[TASK TO CARRY OUT]
Look below for the line containing "let expected = Mat4::look_at_rh(pos, pos" and the line containing "cam.process_keyboard(CameraMovement::Left, 0.1);"; repeat exactly those two lines and all lines between them, and nothing else.

Stored items
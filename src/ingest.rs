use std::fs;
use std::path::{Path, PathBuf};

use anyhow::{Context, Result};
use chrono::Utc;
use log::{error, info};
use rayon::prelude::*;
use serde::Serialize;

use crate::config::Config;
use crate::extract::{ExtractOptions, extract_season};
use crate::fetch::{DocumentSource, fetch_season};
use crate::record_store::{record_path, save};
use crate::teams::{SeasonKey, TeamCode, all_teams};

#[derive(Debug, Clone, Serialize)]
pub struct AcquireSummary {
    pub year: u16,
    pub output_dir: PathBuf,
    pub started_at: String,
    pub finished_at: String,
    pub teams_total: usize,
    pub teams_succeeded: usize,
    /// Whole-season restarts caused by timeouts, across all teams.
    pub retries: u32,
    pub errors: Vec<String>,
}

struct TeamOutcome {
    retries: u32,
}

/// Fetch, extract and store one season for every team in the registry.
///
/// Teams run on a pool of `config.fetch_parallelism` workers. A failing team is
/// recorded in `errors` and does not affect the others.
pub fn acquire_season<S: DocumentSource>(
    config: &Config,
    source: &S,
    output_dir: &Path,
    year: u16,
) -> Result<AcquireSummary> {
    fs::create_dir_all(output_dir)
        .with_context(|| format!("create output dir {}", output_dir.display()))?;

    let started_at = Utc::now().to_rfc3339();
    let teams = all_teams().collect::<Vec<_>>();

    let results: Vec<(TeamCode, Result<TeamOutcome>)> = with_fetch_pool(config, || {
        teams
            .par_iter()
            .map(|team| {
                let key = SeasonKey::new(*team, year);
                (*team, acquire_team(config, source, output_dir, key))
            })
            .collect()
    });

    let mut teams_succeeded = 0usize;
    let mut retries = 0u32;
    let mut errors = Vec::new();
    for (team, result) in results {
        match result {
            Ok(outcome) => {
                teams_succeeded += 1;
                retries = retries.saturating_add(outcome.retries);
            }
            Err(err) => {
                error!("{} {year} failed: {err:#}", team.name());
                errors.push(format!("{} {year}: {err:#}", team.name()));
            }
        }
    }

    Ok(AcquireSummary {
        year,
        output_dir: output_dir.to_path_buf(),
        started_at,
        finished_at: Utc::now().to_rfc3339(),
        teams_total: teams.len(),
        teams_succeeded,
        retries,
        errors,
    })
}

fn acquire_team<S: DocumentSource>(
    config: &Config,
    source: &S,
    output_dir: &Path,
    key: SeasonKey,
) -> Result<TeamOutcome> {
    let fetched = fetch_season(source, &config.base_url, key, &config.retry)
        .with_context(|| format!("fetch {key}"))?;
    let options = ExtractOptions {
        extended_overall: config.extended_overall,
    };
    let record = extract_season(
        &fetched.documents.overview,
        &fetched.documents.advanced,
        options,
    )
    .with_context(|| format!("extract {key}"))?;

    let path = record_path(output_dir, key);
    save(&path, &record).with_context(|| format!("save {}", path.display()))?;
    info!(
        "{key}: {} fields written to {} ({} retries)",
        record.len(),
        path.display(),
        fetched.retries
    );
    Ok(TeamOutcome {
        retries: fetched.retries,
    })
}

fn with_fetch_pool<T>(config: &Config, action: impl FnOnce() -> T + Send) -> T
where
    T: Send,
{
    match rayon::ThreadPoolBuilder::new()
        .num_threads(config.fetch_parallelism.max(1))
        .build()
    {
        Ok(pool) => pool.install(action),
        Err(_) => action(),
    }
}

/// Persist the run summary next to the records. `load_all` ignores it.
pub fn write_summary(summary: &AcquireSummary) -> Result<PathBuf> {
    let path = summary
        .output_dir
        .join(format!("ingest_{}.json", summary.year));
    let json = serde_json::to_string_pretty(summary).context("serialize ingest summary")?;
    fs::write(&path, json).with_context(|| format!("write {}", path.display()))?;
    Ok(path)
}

...

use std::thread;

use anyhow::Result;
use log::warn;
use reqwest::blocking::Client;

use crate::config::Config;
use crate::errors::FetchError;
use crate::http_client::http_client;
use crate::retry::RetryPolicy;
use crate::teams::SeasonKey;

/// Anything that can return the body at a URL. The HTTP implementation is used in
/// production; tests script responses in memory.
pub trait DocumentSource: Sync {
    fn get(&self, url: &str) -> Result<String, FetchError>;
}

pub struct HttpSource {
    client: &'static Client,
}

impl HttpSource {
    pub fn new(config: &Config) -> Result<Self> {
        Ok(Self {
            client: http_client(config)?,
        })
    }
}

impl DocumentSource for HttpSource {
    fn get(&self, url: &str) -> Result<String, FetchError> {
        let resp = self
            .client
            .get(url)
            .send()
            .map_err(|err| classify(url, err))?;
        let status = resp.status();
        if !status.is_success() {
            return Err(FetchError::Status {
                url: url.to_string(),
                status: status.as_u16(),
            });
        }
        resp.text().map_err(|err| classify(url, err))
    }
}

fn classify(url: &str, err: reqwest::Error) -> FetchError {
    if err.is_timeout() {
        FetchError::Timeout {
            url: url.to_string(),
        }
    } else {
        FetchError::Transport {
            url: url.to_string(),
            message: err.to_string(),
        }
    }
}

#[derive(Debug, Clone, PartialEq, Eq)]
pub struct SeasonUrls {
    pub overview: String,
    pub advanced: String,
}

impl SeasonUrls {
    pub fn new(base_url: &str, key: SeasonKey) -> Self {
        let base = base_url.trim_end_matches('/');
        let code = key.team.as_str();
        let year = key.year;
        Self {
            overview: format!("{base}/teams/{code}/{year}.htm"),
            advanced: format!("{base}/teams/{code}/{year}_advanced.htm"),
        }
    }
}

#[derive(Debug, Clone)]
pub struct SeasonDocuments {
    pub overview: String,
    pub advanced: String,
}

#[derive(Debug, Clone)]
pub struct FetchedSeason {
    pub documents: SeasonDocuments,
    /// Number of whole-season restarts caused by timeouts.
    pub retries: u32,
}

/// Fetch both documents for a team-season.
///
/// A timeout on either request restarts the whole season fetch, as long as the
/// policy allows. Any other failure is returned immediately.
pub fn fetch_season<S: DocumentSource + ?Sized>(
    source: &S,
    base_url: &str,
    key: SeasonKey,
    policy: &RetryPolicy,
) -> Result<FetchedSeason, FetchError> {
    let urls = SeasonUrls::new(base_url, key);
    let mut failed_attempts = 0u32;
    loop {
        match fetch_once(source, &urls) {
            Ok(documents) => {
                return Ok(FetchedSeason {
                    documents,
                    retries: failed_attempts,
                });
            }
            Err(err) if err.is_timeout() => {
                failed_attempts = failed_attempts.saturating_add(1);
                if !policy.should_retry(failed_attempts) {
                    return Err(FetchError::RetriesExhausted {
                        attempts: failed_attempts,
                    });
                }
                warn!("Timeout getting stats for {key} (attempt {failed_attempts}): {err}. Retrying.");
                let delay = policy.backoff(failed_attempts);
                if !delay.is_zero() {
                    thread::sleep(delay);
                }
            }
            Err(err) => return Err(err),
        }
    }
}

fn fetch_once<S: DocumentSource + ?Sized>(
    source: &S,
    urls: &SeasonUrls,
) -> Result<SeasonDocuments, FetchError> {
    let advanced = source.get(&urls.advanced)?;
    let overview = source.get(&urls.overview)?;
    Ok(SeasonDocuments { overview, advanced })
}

--

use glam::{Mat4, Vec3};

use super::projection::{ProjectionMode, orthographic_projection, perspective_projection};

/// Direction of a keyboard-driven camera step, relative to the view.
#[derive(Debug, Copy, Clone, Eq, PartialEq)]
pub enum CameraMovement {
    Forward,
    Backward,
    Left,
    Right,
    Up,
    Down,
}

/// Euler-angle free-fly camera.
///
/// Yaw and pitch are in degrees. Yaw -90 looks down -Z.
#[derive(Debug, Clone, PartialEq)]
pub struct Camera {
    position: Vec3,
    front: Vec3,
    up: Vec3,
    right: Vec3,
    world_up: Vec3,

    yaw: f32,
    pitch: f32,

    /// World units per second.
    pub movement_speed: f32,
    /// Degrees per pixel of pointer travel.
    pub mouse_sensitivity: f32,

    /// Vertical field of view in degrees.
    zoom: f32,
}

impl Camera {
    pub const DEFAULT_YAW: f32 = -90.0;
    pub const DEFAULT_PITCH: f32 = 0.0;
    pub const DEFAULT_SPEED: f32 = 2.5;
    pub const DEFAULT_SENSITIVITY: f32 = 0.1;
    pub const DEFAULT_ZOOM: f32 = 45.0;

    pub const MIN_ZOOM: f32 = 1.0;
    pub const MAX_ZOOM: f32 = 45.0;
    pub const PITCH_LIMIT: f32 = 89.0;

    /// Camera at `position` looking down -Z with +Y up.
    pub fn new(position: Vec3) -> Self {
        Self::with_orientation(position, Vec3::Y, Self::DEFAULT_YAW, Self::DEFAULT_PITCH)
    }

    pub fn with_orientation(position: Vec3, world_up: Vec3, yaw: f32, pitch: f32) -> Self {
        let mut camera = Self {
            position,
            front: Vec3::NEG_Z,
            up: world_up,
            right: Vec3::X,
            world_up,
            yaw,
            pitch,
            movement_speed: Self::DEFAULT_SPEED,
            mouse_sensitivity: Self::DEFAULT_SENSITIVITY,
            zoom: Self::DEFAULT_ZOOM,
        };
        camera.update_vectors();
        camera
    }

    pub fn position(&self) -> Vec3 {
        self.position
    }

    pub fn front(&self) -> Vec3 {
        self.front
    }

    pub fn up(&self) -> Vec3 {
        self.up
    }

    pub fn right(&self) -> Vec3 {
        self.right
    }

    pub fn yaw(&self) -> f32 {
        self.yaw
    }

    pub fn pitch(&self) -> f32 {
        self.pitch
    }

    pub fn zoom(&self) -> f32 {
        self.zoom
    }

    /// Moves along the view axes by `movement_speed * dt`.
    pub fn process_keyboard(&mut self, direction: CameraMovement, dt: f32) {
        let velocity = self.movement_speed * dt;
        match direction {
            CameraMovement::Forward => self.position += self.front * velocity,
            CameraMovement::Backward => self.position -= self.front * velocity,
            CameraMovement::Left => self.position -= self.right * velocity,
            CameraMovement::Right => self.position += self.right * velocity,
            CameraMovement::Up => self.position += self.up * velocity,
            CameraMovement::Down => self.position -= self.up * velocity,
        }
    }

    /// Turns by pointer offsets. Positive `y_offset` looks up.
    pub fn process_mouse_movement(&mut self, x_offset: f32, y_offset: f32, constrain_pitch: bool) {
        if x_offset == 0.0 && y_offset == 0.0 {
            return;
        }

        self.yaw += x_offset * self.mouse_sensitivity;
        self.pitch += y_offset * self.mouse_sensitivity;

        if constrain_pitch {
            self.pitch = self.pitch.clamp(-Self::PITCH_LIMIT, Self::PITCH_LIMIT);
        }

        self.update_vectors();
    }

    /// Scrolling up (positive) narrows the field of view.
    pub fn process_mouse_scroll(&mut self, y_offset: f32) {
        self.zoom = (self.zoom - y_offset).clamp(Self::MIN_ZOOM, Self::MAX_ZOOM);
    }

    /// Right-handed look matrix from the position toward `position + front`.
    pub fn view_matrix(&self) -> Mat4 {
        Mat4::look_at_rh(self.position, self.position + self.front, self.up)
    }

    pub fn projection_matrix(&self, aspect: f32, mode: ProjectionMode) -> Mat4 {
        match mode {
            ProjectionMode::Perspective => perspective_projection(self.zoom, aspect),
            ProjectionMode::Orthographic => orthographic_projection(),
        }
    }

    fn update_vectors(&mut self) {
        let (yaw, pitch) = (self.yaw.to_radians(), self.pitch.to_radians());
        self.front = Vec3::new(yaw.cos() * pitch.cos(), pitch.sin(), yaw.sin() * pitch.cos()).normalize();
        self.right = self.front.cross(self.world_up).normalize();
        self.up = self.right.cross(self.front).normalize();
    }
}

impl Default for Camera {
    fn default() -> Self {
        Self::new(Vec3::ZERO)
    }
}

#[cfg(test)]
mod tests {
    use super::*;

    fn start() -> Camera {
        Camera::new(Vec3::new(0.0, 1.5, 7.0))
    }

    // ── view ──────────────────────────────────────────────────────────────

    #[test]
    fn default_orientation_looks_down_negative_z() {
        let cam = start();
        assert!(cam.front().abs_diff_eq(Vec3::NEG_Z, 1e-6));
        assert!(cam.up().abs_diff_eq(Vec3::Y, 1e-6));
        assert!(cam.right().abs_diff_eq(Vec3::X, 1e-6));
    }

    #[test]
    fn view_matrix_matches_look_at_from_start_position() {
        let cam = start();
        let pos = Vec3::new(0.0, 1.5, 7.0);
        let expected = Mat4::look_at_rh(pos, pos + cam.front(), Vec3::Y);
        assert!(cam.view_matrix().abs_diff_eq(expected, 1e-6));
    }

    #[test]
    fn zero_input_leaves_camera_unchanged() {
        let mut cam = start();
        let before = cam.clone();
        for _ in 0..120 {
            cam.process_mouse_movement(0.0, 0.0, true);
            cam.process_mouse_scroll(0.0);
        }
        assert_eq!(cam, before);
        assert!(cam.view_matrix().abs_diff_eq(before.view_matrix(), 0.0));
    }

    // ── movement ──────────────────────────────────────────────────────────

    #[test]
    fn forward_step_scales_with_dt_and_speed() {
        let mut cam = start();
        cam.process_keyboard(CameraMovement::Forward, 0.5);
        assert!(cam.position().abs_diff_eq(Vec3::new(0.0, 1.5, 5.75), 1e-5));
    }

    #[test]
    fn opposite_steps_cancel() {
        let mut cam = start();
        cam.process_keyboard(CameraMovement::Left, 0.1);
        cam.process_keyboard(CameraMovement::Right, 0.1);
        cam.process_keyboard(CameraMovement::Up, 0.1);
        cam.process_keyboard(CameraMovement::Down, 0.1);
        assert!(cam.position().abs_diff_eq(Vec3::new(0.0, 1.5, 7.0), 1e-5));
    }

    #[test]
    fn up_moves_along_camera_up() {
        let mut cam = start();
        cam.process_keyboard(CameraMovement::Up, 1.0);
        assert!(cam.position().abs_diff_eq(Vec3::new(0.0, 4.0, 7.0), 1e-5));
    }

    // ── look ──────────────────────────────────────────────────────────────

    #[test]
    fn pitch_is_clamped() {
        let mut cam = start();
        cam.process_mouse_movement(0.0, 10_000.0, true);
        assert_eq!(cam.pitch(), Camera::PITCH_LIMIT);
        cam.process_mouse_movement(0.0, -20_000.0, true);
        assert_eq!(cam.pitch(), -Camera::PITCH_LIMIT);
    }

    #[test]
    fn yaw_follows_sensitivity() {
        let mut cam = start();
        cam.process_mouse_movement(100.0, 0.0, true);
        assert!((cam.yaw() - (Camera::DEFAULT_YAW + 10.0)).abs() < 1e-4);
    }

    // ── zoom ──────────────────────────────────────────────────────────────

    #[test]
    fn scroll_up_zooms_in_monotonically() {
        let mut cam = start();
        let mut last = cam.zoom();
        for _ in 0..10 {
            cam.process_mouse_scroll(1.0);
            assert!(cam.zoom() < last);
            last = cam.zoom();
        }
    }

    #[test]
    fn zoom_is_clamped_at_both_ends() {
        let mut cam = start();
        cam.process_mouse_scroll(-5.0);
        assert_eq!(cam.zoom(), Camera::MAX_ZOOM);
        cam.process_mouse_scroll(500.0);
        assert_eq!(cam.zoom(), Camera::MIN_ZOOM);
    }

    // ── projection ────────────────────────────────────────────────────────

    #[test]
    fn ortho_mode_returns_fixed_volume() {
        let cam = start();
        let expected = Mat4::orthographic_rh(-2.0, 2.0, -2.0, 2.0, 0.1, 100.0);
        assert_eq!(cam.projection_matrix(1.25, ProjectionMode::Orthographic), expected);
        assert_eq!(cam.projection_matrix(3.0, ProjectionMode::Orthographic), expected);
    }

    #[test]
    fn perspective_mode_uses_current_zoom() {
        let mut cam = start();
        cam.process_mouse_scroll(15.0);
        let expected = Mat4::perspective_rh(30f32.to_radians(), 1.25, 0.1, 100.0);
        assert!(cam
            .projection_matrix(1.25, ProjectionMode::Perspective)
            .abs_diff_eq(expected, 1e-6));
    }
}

[ANSWER TO THE PROBLEM]
        let expected = Mat4::look_at_rh(pos, pos + cam.front(), Vec3::Y);
        assert!(cam.view_matrix().abs_diff_eq(expected, 1e-6));
    }

    #[test]
    fn zero_input_leaves_camera_unchanged() {
        let mut cam = start();
        let before = cam.clone();
        for _ in 0..120 {
            cam.process_mouse_movement(0.0, 0.0, true);
            cam.process_mouse_scroll(0.0);
        }
        assert_eq!(cam, before);
        assert!(cam.view_matrix().abs_diff_eq(before.view_matrix(), 0.0));
    }

    // ── movement ──────────────────────────────────────────────────────────

    #[test]
    fn forward_step_scales_with_dt_and_speed() {
        let mut cam = start();
        cam.process_keyboard(CameraMovement::Forward, 0.5);
        assert!(cam.position().abs_diff_eq(Vec3::new(0.0, 1.5, 5.75), 1e-5));
    }

    #[test]
    fn opposite_steps_cancel() {
        let mut cam = start();
        cam.process_keyboard(CameraMovement::Left, 0.1);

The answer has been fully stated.